▶ Instructions to follow: Please copy each line of the listing that includes the string "configuration".

____ Task material

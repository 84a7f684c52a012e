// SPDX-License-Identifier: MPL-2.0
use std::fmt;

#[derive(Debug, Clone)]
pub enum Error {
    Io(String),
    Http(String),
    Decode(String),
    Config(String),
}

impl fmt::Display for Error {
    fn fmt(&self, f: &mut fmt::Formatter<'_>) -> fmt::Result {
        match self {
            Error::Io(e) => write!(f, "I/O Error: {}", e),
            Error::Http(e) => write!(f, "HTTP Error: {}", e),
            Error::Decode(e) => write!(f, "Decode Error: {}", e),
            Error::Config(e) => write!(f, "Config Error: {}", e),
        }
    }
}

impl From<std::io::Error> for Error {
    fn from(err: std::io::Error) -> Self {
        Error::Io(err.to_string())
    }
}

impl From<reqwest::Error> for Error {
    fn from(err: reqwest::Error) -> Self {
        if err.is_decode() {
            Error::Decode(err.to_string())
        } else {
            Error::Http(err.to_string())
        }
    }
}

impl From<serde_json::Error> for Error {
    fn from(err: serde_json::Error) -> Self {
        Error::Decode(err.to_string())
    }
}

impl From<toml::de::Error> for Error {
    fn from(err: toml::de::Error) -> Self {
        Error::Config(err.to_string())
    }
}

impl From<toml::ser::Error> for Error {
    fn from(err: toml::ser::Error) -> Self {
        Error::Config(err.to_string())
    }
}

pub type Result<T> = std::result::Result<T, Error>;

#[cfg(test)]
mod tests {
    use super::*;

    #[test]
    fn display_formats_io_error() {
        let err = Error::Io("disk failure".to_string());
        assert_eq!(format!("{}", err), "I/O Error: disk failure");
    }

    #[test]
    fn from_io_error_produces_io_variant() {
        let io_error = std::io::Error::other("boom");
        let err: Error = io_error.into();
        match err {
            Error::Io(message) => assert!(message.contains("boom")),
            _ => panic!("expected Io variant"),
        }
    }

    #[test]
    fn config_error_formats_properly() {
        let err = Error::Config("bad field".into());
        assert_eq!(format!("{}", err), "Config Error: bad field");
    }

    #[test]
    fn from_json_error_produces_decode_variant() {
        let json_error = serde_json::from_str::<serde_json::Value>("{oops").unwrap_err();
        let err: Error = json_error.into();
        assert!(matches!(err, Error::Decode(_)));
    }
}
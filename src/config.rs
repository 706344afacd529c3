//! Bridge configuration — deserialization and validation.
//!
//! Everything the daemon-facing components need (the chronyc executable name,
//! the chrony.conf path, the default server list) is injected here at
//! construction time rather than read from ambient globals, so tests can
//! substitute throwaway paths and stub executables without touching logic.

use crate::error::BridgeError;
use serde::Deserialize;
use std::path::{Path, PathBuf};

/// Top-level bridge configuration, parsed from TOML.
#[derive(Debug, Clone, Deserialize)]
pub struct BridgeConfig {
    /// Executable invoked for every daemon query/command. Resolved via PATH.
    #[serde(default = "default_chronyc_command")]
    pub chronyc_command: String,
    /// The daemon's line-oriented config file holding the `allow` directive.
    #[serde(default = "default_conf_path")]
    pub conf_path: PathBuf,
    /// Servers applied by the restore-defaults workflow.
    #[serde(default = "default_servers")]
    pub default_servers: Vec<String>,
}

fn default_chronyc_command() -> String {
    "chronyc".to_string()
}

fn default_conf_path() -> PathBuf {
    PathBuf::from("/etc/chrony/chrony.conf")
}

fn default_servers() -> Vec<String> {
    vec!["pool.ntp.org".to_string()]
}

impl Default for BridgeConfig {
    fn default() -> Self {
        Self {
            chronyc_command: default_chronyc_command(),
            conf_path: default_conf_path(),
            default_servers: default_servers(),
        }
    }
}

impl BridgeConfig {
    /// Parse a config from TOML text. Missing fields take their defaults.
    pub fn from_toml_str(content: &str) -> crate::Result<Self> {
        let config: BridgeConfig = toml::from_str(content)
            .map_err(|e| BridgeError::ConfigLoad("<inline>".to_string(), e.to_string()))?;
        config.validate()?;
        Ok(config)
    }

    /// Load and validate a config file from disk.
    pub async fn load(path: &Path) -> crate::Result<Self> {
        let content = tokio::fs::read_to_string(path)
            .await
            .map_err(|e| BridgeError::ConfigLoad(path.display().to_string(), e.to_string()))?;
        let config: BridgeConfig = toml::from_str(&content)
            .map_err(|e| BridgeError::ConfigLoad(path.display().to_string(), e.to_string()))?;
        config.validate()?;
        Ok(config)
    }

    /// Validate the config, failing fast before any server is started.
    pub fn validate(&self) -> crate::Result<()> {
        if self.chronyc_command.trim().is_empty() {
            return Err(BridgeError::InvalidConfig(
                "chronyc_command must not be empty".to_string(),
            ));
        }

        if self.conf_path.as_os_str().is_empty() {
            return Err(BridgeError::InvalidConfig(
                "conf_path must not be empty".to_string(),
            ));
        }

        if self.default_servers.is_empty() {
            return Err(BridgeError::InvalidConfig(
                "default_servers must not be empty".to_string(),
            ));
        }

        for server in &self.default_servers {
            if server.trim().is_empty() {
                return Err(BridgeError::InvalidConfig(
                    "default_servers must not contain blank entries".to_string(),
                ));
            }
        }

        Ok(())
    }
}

________

▶ Written response:
//! Bridge configuration — deserialization and validation.
/// Top-level bridge configuration, parsed from TOML.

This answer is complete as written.